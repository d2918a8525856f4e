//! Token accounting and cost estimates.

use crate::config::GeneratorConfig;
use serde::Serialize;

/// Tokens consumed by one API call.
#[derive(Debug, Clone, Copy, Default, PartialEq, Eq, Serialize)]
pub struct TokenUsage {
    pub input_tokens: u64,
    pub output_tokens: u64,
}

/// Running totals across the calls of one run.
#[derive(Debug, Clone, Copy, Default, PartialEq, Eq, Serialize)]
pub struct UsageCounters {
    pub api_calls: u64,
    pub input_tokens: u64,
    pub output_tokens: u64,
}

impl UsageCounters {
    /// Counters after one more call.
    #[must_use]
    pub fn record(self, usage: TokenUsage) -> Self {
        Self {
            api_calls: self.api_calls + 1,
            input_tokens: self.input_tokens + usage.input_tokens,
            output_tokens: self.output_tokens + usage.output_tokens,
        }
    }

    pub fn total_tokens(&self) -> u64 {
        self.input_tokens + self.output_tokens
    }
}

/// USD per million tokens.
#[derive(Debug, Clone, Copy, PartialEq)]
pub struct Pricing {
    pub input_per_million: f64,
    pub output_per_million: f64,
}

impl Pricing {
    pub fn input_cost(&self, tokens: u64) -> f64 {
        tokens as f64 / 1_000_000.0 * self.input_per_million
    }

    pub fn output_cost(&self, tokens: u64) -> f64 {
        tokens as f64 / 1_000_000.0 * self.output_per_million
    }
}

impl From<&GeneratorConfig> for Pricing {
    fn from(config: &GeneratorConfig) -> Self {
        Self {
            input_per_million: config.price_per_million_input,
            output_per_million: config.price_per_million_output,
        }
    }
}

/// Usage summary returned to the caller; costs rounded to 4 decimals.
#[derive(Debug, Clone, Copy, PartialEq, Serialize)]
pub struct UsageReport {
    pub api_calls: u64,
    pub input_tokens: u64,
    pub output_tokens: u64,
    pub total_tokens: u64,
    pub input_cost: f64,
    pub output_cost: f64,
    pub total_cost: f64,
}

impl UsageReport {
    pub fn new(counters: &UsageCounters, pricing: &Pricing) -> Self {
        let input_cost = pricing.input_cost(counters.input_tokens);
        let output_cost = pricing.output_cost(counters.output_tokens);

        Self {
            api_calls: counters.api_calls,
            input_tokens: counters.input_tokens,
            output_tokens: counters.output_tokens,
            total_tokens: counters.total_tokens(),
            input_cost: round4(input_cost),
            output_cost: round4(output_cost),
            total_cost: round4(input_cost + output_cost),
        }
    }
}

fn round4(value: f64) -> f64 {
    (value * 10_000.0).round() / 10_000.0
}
• • • • •
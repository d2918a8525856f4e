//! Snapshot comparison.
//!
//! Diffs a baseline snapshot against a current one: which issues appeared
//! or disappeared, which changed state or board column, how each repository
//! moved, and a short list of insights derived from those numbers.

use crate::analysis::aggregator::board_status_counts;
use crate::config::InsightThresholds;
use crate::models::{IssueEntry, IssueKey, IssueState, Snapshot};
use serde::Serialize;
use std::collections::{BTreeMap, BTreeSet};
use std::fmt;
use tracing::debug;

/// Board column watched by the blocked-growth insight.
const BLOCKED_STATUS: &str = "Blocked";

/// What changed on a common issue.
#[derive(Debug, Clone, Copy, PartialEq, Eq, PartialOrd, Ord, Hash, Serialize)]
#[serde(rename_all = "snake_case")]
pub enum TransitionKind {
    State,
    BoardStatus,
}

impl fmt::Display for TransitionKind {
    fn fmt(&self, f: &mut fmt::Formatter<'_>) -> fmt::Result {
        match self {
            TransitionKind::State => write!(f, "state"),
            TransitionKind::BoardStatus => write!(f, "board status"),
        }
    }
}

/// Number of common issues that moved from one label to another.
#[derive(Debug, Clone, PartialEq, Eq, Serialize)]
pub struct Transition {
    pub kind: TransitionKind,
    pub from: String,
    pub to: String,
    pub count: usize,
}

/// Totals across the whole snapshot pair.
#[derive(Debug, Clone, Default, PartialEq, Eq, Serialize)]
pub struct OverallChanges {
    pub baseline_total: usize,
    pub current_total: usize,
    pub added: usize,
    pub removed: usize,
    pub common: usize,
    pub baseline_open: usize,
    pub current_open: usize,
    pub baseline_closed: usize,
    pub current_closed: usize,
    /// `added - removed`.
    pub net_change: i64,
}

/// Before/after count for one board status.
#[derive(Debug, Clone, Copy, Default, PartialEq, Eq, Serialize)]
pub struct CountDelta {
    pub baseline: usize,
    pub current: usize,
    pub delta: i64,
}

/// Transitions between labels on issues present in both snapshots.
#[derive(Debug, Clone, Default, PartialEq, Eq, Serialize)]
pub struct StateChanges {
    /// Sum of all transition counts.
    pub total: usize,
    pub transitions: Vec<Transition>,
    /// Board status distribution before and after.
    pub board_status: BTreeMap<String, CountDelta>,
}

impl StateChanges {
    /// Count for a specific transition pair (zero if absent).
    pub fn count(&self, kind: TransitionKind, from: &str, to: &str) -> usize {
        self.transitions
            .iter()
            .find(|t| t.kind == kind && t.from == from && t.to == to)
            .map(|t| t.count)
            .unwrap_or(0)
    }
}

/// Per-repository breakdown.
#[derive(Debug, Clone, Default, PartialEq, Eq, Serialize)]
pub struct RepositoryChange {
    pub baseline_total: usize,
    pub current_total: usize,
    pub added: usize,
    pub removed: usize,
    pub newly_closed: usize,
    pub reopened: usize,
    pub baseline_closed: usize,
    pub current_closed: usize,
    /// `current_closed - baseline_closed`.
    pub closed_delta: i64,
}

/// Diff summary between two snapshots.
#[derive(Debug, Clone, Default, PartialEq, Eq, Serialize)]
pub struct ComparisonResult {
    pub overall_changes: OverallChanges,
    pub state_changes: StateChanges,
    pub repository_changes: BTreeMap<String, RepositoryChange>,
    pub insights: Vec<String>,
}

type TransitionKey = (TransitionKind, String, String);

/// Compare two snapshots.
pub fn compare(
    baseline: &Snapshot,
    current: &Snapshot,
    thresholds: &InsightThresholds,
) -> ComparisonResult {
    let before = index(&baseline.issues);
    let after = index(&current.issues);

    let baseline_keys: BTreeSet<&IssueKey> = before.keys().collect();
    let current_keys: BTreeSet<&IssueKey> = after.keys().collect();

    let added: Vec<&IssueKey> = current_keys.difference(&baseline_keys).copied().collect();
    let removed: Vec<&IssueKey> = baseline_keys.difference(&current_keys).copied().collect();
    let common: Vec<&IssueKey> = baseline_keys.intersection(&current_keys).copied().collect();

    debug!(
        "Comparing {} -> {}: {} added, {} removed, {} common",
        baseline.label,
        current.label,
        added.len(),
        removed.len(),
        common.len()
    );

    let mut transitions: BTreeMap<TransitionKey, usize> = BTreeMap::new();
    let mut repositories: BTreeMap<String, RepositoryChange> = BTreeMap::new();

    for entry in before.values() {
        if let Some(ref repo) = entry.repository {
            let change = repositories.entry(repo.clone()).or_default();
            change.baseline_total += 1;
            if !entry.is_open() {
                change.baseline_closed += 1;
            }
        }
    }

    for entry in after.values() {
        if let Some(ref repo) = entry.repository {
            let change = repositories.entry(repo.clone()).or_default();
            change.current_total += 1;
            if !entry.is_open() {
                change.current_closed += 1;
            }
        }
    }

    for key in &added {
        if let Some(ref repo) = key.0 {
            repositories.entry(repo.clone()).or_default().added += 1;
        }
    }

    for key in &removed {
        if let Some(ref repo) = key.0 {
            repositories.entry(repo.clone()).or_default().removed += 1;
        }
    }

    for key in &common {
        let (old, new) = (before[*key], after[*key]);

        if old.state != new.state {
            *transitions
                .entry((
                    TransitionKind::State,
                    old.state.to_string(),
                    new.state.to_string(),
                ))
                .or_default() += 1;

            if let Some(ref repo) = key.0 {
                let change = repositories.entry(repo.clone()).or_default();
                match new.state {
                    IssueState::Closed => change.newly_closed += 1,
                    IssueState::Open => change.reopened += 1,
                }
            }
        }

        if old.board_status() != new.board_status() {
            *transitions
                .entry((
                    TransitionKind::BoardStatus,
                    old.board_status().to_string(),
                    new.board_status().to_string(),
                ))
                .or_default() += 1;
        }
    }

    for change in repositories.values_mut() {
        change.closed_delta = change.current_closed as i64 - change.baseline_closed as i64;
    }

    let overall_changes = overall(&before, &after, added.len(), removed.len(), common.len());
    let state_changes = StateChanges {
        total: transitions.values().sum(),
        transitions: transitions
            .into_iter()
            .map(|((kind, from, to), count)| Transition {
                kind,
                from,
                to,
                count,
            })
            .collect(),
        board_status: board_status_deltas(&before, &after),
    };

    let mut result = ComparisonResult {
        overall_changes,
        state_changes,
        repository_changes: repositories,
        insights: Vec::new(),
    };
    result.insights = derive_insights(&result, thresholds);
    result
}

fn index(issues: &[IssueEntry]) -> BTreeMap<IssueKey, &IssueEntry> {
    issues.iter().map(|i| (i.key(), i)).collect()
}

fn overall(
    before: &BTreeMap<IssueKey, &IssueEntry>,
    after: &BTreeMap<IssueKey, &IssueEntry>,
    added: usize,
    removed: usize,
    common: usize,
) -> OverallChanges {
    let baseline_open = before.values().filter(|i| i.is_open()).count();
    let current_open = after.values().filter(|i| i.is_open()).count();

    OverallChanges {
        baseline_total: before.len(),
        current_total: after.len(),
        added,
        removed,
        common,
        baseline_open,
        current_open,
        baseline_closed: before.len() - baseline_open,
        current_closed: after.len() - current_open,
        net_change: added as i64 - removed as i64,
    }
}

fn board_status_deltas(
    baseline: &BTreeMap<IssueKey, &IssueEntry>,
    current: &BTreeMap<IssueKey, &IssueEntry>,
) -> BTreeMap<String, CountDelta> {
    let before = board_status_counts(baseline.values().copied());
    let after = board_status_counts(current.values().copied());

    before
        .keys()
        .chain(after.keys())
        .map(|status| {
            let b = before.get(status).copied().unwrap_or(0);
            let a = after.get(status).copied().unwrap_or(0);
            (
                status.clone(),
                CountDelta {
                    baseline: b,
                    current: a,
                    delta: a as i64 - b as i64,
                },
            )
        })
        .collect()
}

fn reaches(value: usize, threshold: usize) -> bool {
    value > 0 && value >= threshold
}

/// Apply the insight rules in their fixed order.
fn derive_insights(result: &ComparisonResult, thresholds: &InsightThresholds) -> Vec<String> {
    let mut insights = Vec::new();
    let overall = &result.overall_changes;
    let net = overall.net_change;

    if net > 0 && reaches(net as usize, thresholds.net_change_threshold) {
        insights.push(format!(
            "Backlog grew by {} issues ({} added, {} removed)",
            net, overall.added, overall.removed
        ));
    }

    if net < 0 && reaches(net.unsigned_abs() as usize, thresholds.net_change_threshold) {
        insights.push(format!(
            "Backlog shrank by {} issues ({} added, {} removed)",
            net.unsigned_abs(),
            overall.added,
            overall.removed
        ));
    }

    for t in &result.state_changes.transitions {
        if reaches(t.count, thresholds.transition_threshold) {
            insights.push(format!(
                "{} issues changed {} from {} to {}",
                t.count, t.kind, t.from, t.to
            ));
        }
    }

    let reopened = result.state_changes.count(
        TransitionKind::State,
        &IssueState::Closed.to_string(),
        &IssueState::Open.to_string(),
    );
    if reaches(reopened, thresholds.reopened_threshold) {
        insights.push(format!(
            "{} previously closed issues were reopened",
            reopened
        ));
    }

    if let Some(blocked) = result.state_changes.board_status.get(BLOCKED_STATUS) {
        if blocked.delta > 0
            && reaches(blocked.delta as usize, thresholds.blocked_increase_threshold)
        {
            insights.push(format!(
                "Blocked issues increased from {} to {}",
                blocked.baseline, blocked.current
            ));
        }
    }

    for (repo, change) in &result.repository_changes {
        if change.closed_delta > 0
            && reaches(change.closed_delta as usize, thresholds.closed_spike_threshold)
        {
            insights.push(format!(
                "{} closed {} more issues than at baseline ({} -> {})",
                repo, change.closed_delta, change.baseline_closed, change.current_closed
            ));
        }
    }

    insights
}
• • • • •
* **What the task requires**
Count up the lines in the preceding data that include the word "TransitionKind"; respond with the number only.

* **Task solution**
10